It would seem redundant to begin a review of the Rocky Horror Show, something we’ve probably all encountered in our lives countless times, with a synopsis, so I’ll be brief. Newly engaged Brad Majors (Spencer Beyerlein) and Janet Weiss (Erica Close) find themselves with a flat tire on the back roads of Ohio while on their way to visit an old teacher of theirs, Dr. Scott (Melanie Frasca). They decide to knock on the door of an old castle they passed by (in...Ohio?) and ask for help. Once there they encounter all kinds of weirdos, including the caretakers Riff Raff (Conner Wieland), Magenta (Hannah Ducolon), Columbia (Cailey Brown), the owner of the residence Dr. Frank N’ Furter (Lane Birchmeier) and his creatures both old (Eddie played by Rhiannon Hall) and new (the titular Rocky played by Brady Katshor).
As with many productions, the first instinct would be to copy the movie since it so successfully conveys all the wild and crazy events that take place. Thankfully, director Jennifer Lothian has assembled a cast and production team that have taken their own spin on this well worn story. The design elements were one of the first things that stuck out to me as being wholly original. Costume designs by Lothian stuck to a black and white color palette with only the occasional burst of color, complemented well by the lighting design by Jaden O’Berry, which used LOTS of color throughout as well as black light toward the end for a “Floor Show” routine that I was not expecting. Sound design can be tricky in a small black box space, but was handled well by Lucas Inman. The music would sometimes drown out the actors, particularly in solo numbers, but group numbers were mixed well, with the dynamics of the music still intact. In fact, special attention must be given to the music. A live band in such a small space would be almost impossible to mix well, so the music was prerecorded by the band Lochaven (Gabriel Toth, Jake Fultz, and PJ Twork). This gave the sound of the show a bit more of a rockier edge than usual, but allowed for more looseness than is usually capable with canned music.

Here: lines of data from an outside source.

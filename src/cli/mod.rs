//! CLI module for quarterclose
//!
//! Provides command-line interface for:
//! - init: Create directory structure
//! - serve: Answer JSON requests on stdin until EOF
//! - exec: Answer one JSON request

mod args;
mod commands;
mod config;
mod errors;
mod handler;
mod io;
mod request;
mod response;

pub use args::{Cli, Command};
pub use commands::{exec, init, open_handler, run, run_command, serve};
pub use config::Config;
pub use errors::{CliError, CliResult};
pub use handler::RequestHandler;
pub use io::{read_request, read_requests, write_error, write_json, write_response};
pub use request::Request;
pub use response::Response;
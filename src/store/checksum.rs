//! CRC32 framing for stored lines
//!
//! A stored line is `<crc32 as 8 lowercase hex digits> <json>`.
//! Every read validates the checksum; a mismatch is corruption.

use crc32fast::Hasher;

/// Computes a CRC32 checksum over the provided data.
pub fn compute_checksum(data: &[u8]) -> u32 {
    let mut hasher = Hasher::new();
    hasher.update(data);
    hasher.finalize()
}

/// Verifies that the computed checksum matches the expected checksum.
pub fn verify_checksum(data: &[u8], expected: u32) -> bool {
    compute_checksum(data) == expected
}

/// Prefix a JSON body with its checksum
pub fn frame_line(body: &str) -> String {
    format!("{:08x} {}", compute_checksum(body.as_bytes()), body)
}

/// Split a framed line and check it; returns the JSON body
pub fn unframe_line(line: &str) -> Result<&str, String> {
    let (prefix, body) = line
        .split_once(' ')
        .ok_or_else(|| "missing checksum frame".to_string())?;
    if prefix.len() != 8 {
        return Err(format!("malformed checksum '{}'", prefix));
    }
    let expected = u32::from_str_radix(prefix, 16)
        .map_err(|_| format!("malformed checksum '{}'", prefix))?;
    if !verify_checksum(body.as_bytes(), expected) {
        return Err(format!("checksum mismatch (expected {})", prefix));
    }
    Ok(body)
}
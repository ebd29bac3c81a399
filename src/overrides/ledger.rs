//! Append-only override ledger
//!
//! - `record` inserts a new override; duplicates of the triple fail
//! - No update or delete path exists
//! - Overrides are not validated against current findings, since the
//!   dataset may change before finalize

use chrono::{DateTime, Utc};
use serde::{Deserialize, Serialize};

use super::record::QuarterOverride;
use super::OverrideMask;
use crate::finalization::{FinalizeError, FinalizeResult};
use crate::rules::RuleKey;
use crate::store::{RecordStore, StoreError};

/// Parameters for a new override
#[derive(Debug, Clone, PartialEq, Eq, Serialize, Deserialize)]
pub struct OverrideRequest {
    pub quarter_id: String,
    pub rule_key: String,
    pub incident_id: String,
    pub reason: String,
    pub approved_by: String,
}

impl OverrideRequest {
    fn validate(&self) -> FinalizeResult<()> {
        if RuleKey::parse(&self.rule_key).is_none() {
            return Err(FinalizeError::UnknownRule(self.rule_key.clone()));
        }
        for (field, value) in [
            ("incident_id", &self.incident_id),
            ("reason", &self.reason),
            ("approved_by", &self.approved_by),
        ] {
            if value.trim().is_empty() {
                return Err(FinalizeError::InvalidInput(format!(
                    "{} must not be empty",
                    field
                )));
            }
        }
        Ok(())
    }
}

/// Ledger view over a record store
pub struct OverrideLedger<'a> {
    store: &'a dyn RecordStore,
}

impl<'a> OverrideLedger<'a> {
    pub fn new(store: &'a dyn RecordStore) -> Self {
        Self { store }
    }

    /// Record a new override.
    ///
    /// # Errors
    ///
    /// - `UnknownRule` if the rule key is not in the catalog
    /// - `InvalidInput` if a required field is blank
    /// - `DuplicateOverride` if the triple already exists
    pub fn record(
        &self,
        request: &OverrideRequest,
        created_at: DateTime<Utc>,
    ) -> FinalizeResult<QuarterOverride> {
        request.validate()?;

        let record = QuarterOverride::new(
            request.quarter_id.clone(),
            request.rule_key.clone(),
            request.incident_id.trim(),
            request.reason.trim(),
            request.approved_by.trim(),
            created_at,
        );

        match self.store.insert_override(&record) {
            Ok(()) => Ok(record),
            Err(StoreError::Conflict(_)) => Err(FinalizeError::DuplicateOverride {
                quarter_id: record.quarter_id,
                rule_key: record.rule_key,
                incident_id: record.incident_id,
            }),
            Err(e) => Err(e.into()),
        }
    }

    /// Overrides for a quarter, sorted by `created_at` then id
    pub fn list(&self, quarter_id: &str) -> FinalizeResult<Vec<QuarterOverride>> {
        let mut overrides = self.store.overrides_for(quarter_id)?;
        overrides.sort_by(|a, b| a.created_at.cmp(&b.created_at).then_with(|| a.id.cmp(&b.id)));
        Ok(overrides)
    }

    /// Suppression mask for a quarter
    pub fn mask(&self, quarter_id: &str) -> FinalizeResult<OverrideMask> {
        Ok(OverrideMask::from_overrides(&self.store.overrides_for(quarter_id)?))
    }
}
//! Finalization records and status view

use chrono::{DateTime, Utc};
use serde::{Deserialize, Serialize};
use uuid::Uuid;

use crate::overrides::QuarterOverride;
use crate::readiness::QuarterReadinessReport;

/// Durable record of one successful finalize.
///
/// Never mutated. A later finalize supersedes it; the old record stays in
/// the history for audit.
#[derive(Debug, Clone, PartialEq, Eq, Serialize, Deserialize)]
pub struct QuarterFinalization {
    pub snapshot_id: Uuid,
    pub quarter_id: String,
    /// 1-based position in the quarter's finalization history
    pub sequence: u32,
    pub finalized_at: DateTime<Utc>,
    pub finalized_by: String,
    /// Lowercase hex SHA-256 of the canonical inputs
    pub inputs_hash: String,
    #[serde(default)]
    pub notes: Option<String>,
    /// Snapshot id of the record this one superseded
    #[serde(default)]
    pub supersedes: Option<Uuid>,
}

impl QuarterFinalization {
    /// Create a record with a fresh snapshot id
    pub fn new(
        quarter_id: impl Into<String>,
        sequence: u32,
        finalized_by: impl Into<String>,
        inputs_hash: impl Into<String>,
        notes: Option<String>,
        supersedes: Option<Uuid>,
        finalized_at: DateTime<Utc>,
    ) -> Self {
        Self {
            snapshot_id: Uuid::new_v4(),
            quarter_id: quarter_id.into(),
            sequence,
            finalized_at,
            finalized_by: finalized_by.into(),
            inputs_hash: inputs_hash.into(),
            notes,
            supersedes,
        }
    }
}

/// Pick the active record: the highest sequence
pub fn current_of(history: &[QuarterFinalization]) -> Option<&QuarterFinalization> {
    history.iter().max_by_key(|f| f.sequence)
}

/// Read-only composite view of a quarter's finalization state
#[derive(Debug, Clone, PartialEq, Eq, Serialize, Deserialize)]
pub struct QuarterFinalizationStatus {
    pub quarter_id: String,
    pub is_finalized: bool,
    pub finalization: Option<QuarterFinalization>,
    pub readiness: QuarterReadinessReport,
    pub overrides: Vec<QuarterOverride>,
    /// Digest stored at finalization time
    pub snapshot_inputs_hash: Option<String>,
    /// Digest of the current facts and overrides
    pub current_inputs_hash: String,
    pub facts_changed_since_finalization: bool,
}

impl QuarterFinalizationStatus {
    /// Derived lifecycle state name
    pub fn state_name(&self) -> &'static str {
        match (self.is_finalized, self.facts_changed_since_finalization) {
            (false, _) => "Open",
            (true, false) => "Finalized",
            (true, true) => "Drifted",
        }
    }
}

Choreography by Jolee Billings utilized many cast members including the four Phantom ensemble members throughout the show, but became a bit repetitive during the longer numbers. This is typically a consequence of a small black box space, as some of the blocking became a bit stagnant during longer scenes with not many places for actors to go. Another difficult thing with a musical that is so well known is that sometimes performances can become more of an imitation than an original portrayal. Some of the characters fell into this at times throughout the show, but there were a lot of smaller character moments, particularly Beyerlein and Close’s background interactions and Wieland’s tendency to be staring strangely into the audience, that gave this production some freshness and something fun to notice while the story progressed.
Music direction by Frasca was strong with stand out performances from Frasca herself as well as Beyerlein, Close, and Ducolon (as both Magenta and the Usherette who opens and closes the show with “Science Fiction Double Feature”).
While not perceived as particularly groundbreaking anymore, this production proves that there are still a lot of fun things to mine from a well worn musical like Rocky Horror Show. Give yourself over to absolute pleasure and check it out. Even if you’ve seen it before, there are many new things to enjoy.
Tickets are free (with donations accepted) and can be reserved in advance online. Rocky Horror continues July 11, 12, and 14 at 7:30pm and July 13 at 10:00pm, theatre located in the Black Box Theatre (C-180) on the campus of Saginaw Valley State University. Be sure to arrive 30 minutes before curtain to secure your general admission seat.